-- The records follows --
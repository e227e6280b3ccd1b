//! Application layer: the stateful UI components.
//!
//! Services here hold view state in `tokio::sync::watch` channels, talk to
//! the outside world only through [`crate::domain::ports`], and report
//! outcomes as toasts. They know nothing about the terminal.
//!
//! # Available Services
//!
//! - [`services::theme_store::ThemeStore`] - Shared light/dark theme
//! - [`services::notifier::Notifier`] - Toast notifications
//! - [`services::short_link_requester::ShortLinkRequester`] - Shorten, QR, copy, download
//! - [`services::analytics_fetcher::AnalyticsFetcher`] - Platform breakdown chart data

pub mod services;
//! Application error taxonomy.
//!
//! Every fallible UI operation returns [`AppError`]. Errors are caught at the
//! component that triggered them and turned into a toast via
//! [`AppError::user_message`]; none of them are fatal to the page.

use thiserror::Error;

#[derive(Debug, Error)]
pub enum AppError {
    /// Empty or non-URL input. Raised before any network call.
    #[error("{message}")]
    Validation { message: String },

    /// Backend unreachable or answered with a non-success status.
    #[error("Request failed: {message}")]
    Network {
        message: String,
        status: Option<u16>,
    },

    /// Success response without a usable payload.
    #[error("Malformed response: {message}")]
    MalformedResponse { message: String },

    #[error("Clipboard error: {message}")]
    Clipboard { message: String },

    #[error("Download error: {message}")]
    Download { message: String },

    #[error("QR generation failed: {message}")]
    QrGeneration { message: String },

    /// A shorten request arrived while another one is still in flight.
    #[error("A request is already in progress")]
    SubmissionInFlight,

    /// The owning page was torn down while the operation was running.
    #[error("Operation cancelled")]
    Cancelled,
}

impl AppError {
    pub fn validation(message: impl Into<String>) -> Self {
        Self::Validation {
            message: message.into(),
        }
    }

    pub fn network(message: impl Into<String>) -> Self {
        Self::Network {
            message: message.into(),
            status: None,
        }
    }

    pub fn http_status(status: u16, message: impl Into<String>) -> Self {
        Self::Network {
            message: message.into(),
            status: Some(status),
        }
    }

    pub fn malformed(message: impl Into<String>) -> Self {
        Self::MalformedResponse {
            message: message.into(),
        }
    }

    pub fn clipboard(message: impl Into<String>) -> Self {
        Self::Clipboard {
            message: message.into(),
        }
    }

    pub fn download(message: impl Into<String>) -> Self {
        Self::Download {
            message: message.into(),
        }
    }

    pub fn qr(message: impl Into<String>) -> Self {
        Self::QrGeneration {
            message: message.into(),
        }
    }

    /// Stable machine-readable code, used in structured logs.
    pub fn code(&self) -> &'static str {
        match self {
            Self::Validation { .. } => "validation_error",
            Self::Network { .. } => "network_error",
            Self::MalformedResponse { .. } => "malformed_response",
            Self::Clipboard { .. } => "clipboard_error",
            Self::Download { .. } => "download_error",
            Self::QrGeneration { .. } => "qr_generation_error",
            Self::SubmissionInFlight => "submission_in_flight",
            Self::Cancelled => "cancelled",
        }
    }

    /// Text shown in the error toast, or `None` for errors that are never
    /// surfaced to the user.
    ///
    /// Network and malformed-response failures share one message: the user
    /// cannot act differently on either.
    pub fn user_message(&self) -> Option<String> {
        match self {
            Self::Validation { message } => Some(message.clone()),
            Self::Network { .. } | Self::MalformedResponse { .. } => {
                Some("Failed to shorten URL. Please try again.".to_string())
            }
            Self::Clipboard { .. } => Some("Failed to copy URL".to_string()),
            Self::Download { .. } => Some("Failed to download QR code".to_string()),
            Self::QrGeneration { .. } => Some("Failed to generate QR code".to_string()),
            Self::SubmissionInFlight | Self::Cancelled => None,
        }
    }
}

impl From<reqwest::Error> for AppError {
    fn from(e: reqwest::Error) -> Self {
        match e.status() {
            Some(status) => Self::http_status(status.as_u16(), e.to_string()),
            None if e.is_decode() => Self::malformed(e.to_string()),
            None => Self::network(e.to_string()),
        }
    }
}

impl From<validator::ValidationErrors> for AppError {
    fn from(errors: validator::ValidationErrors) -> Self {
        let message = errors
            .field_errors()
            .values()
            .flat_map(|errs| errs.iter())
            .find_map(|e| e.message.as_ref().map(|m| m.to_string()))
            .unwrap_or_else(|| "Please enter a valid URL".to_string());

        Self::validation(message)
    }
}

#[cfg(test)]
mod tests {
    use super::*;

    #[test]
    fn test_network_and_malformed_share_message() {
        let network = AppError::http_status(502, "bad gateway");
        let malformed = AppError::malformed("no shortUrl");

        assert_eq!(network.user_message(), malformed.user_message());
        assert_eq!(
            network.user_message().as_deref(),
            Some("Failed to shorten URL. Please try again.")
        );
    }

    #[test]
    fn test_silent_errors_have_no_message() {
        assert!(AppError::SubmissionInFlight.user_message().is_none());
        assert!(AppError::Cancelled.user_message().is_none());
    }

    #[test]
    fn test_codes() {
        assert_eq!(AppError::validation("x").code(), "validation_error");
        assert_eq!(AppError::clipboard("x").code(), "clipboard_error");
        assert_eq!(AppError::download("x").code(), "download_error");
        assert_eq!(AppError::qr("x").code(), "qr_generation_error");
    }

    #[test]
    fn test_validation_message_passthrough() {
        let err = AppError::validation("Please enter a valid URL");
        assert_eq!(err.to_string(), "Please enter a valid URL");
        assert_eq!(
            err.user_message().as_deref(),
            Some("Please enter a valid URL")
        );
    }
}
-- The records concluded --
Problem to work on ::
Retype the data. Keep every word as it stands.

Solution below ::
repository e227e6280b3ccd1b
//! Application layer: the stateful UI components.
//!
//! Services here hold view state in `tokio::sync::watch` channels, talk to
//! the outside world only through [`crate::domain::ports`], and report
//! outcomes as toasts. They know nothing about the terminal.
//!
//! # Available Services
//!
//! - [`services::theme_store::ThemeStore`] - Shared light/dark theme
//! - [`services::notifier::Notifier`] - Toast notifications
//! - [`services::short_link_requester::ShortLinkRequester`] - Shorten, QR, copy, download
//! - [`services::analytics_fetcher::AnalyticsFetcher`] - Platform breakdown chart data

pub mod services;
//! Application error taxonomy.
//!
//! Every fallible UI operation returns [`AppError`]. Errors are caught at the
//! component that triggered them and turned into a toast via
//! [`AppError::user_message`]; none of them are fatal to the page.

use thiserror::Error;

#[derive(Debug, Error)]
pub enum AppError {
    /// Empty or non-URL input. Raised before any network call.
    #[error("{message}")]
    Validation { message: String },

    /// Backend unreachable or answered with a non-success status.
    #[error("Request failed: {message}")]
    Network {
        message: String,
        status: Option<u16>,
    },

    /// Success response without a usable payload.
    #[error("Malformed response: {message}")]
    MalformedResponse { message: String },

    #[error("Clipboard error: {message}")]
    Clipboard { message: String },

    #[error("Download error: {message}")]
    Download { message: String },

    #[error("QR generation failed: {message}")]
    QrGeneration { message: String },

    /// A shorten request arrived while another one is still in flight.
    #[error("A request is already in progress")]
    SubmissionInFlight,

    /// The owning page was torn down while the operation was running.
    #[error("Operation cancelled")]
    Cancelled,
}

impl AppError {
    pub fn validation(message: impl Into<String>) -> Self {
        Self::Validation {
            message: message.into(),
        }
    }

    pub fn network(message: impl Into<String>) -> Self {
        Self::Network {
            message: message.into(),
            status: None,
        }
    }

    pub fn http_status(status: u16, message: impl Into<String>) -> Self {
        Self::Network {
            message: message.into(),
            status: Some(status),
        }
    }

    pub fn malformed(message: impl Into<String>) -> Self {
        Self::MalformedResponse {
            message: message.into(),
        }
    }

    pub fn clipboard(message: impl Into<String>) -> Self {
        Self::Clipboard {
            message: message.into(),
        }
    }

    pub fn download(message: impl Into<String>) -> Self {
        Self::Download {
            message: message.into(),
        }
    }

    pub fn qr(message: impl Into<String>) -> Self {
        Self::QrGeneration {
            message: message.into(),
        }
    }

    /// Stable machine-readable code, used in structured logs.
    pub fn code(&self) -> &'static str {
        match self {
            Self::Validation { .. } => "validation_error",
            Self::Network { .. } => "network_error",
            Self::MalformedResponse { .. } => "malformed_response",
            Self::Clipboard { .. } => "clipboard_error",
            Self::Download { .. } => "download_error",
            Self::QrGeneration { .. } => "qr_generation_error",
            Self::SubmissionInFlight => "submission_in_flight",
            Self::Cancelled => "cancelled",
        }
    }

    /// Text shown in the error toast, or `None` for errors that are never
    /// surfaced to the user.
    ///
    /// Network and malformed-response failures share one message: the user
    /// cannot act differently on either.
    pub fn user_message(&self) -> Option<String> {
        match self {
            Self::Validation { message } => Some(message.clone()),
            Self::Network { .. } | Self::MalformedResponse { .. } => {
                Some("Failed to shorten URL. Please try again.".to_string())
            }
            Self::Clipboard { .. } => Some("Failed to copy URL".to_string()),
            Self::Download { .. } => Some("Failed to download QR code".to_string()),
            Self::QrGeneration { .. } => Some("Failed to generate QR code".to_string()),
            Self::SubmissionInFlight | Self::Cancelled => None,
        }
    }
}

impl From<reqwest::Error> for AppError {
    fn from(e: reqwest::Error) -> Self {
        match e.status() {
            Some(status) => Self::http_status(status.as_u16(), e.to_string()),
            None if e.is_decode() => Self::malformed(e.to_string()),
            None => Self::network(e.to_string()),
        }
    }
}

impl From<validator::ValidationErrors> for AppError {
    fn from(errors: validator::ValidationErrors) -> Self {
        let message = errors
            .field_errors()
            .values()
            .flat_map(|errs| errs.iter())
            .find_map(|e| e.message.as_ref().map(|m| m.to_string()))
            .unwrap_or_else(|| "Please enter a valid URL".to_string());

        Self::validation(message)
    }
}

#[cfg(test)]
mod tests {
    use super::*;

    #[test]
    fn test_network_and_malformed_share_message() {
        let network = AppError::http_status(502, "bad gateway");
        let malformed = AppError::malformed("no shortUrl");

        assert_eq!(network.user_message(), malformed.user_message());
        assert_eq!(
            network.user_message().as_deref(),
            Some("Failed to shorten URL. Please try again.")
        );
    }

    #[test]
    fn test_silent_errors_have_no_message() {
        assert!(AppError::SubmissionInFlight.user_message().is_none());
        assert!(AppError::Cancelled.user_message().is_none());
    }

    #[test]
    fn test_codes() {
        assert_eq!(AppError::validation("x").code(), "validation_error");
        assert_eq!(AppError::clipboard("x").code(), "clipboard_error");
        assert_eq!(AppError::download("x").code(), "download_error");
        assert_eq!(AppError::qr("x").code(), "qr_generation_error");
    }

    #[test]
    fn test_validation_message_passthrough() {
        let err = AppError::validation("Please enter a valid URL");
        assert_eq!(err.to_string(), "Please enter a valid URL");
        assert_eq!(
            err.user_message().as_deref(),
            Some("Please enter a valid URL")
        );
    }
}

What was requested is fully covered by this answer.